**PROBLEM TO SOLVE**
The line with "the time from", the line with "let started = Instant::now();", and all lines between them in the material below: return these exactly, and no others.

**DATA FOR REVIEW**
--------
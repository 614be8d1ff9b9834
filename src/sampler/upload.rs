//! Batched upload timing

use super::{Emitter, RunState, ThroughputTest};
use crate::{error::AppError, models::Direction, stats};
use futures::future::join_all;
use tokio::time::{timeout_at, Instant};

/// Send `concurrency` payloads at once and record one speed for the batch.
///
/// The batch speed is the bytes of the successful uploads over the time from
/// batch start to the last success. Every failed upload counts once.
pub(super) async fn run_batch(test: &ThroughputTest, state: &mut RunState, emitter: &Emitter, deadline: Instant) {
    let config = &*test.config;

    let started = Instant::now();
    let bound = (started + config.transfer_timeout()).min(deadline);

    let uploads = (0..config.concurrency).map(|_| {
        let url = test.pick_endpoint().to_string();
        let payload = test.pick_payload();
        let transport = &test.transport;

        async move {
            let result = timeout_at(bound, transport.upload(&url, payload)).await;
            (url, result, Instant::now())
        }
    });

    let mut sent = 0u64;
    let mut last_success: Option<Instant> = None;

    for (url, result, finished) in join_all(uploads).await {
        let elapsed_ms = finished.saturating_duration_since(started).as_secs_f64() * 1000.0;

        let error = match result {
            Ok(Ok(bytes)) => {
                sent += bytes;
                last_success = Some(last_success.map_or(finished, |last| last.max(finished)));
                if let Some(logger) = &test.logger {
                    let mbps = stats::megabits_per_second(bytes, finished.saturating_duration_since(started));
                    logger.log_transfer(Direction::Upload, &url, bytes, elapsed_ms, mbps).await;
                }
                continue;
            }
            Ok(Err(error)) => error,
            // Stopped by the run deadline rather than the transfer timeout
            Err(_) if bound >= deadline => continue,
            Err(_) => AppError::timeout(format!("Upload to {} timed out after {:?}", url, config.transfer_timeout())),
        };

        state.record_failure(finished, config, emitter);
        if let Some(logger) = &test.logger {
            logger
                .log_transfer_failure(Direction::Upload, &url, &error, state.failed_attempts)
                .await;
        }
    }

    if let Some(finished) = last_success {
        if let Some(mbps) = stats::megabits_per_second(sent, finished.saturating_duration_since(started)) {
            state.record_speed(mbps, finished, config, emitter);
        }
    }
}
--------
**SOLUTION TO THE PROBLEM**
/// The batch speed is the bytes of the successful uploads over the time from
/// batch start to the last success. Every failed upload counts once.
pub(super) async fn run_batch(test: &ThroughputTest, state: &mut RunState, emitter: &Emitter, deadline: Instant) {
    let config = &*test.config;

    let started = Instant::now();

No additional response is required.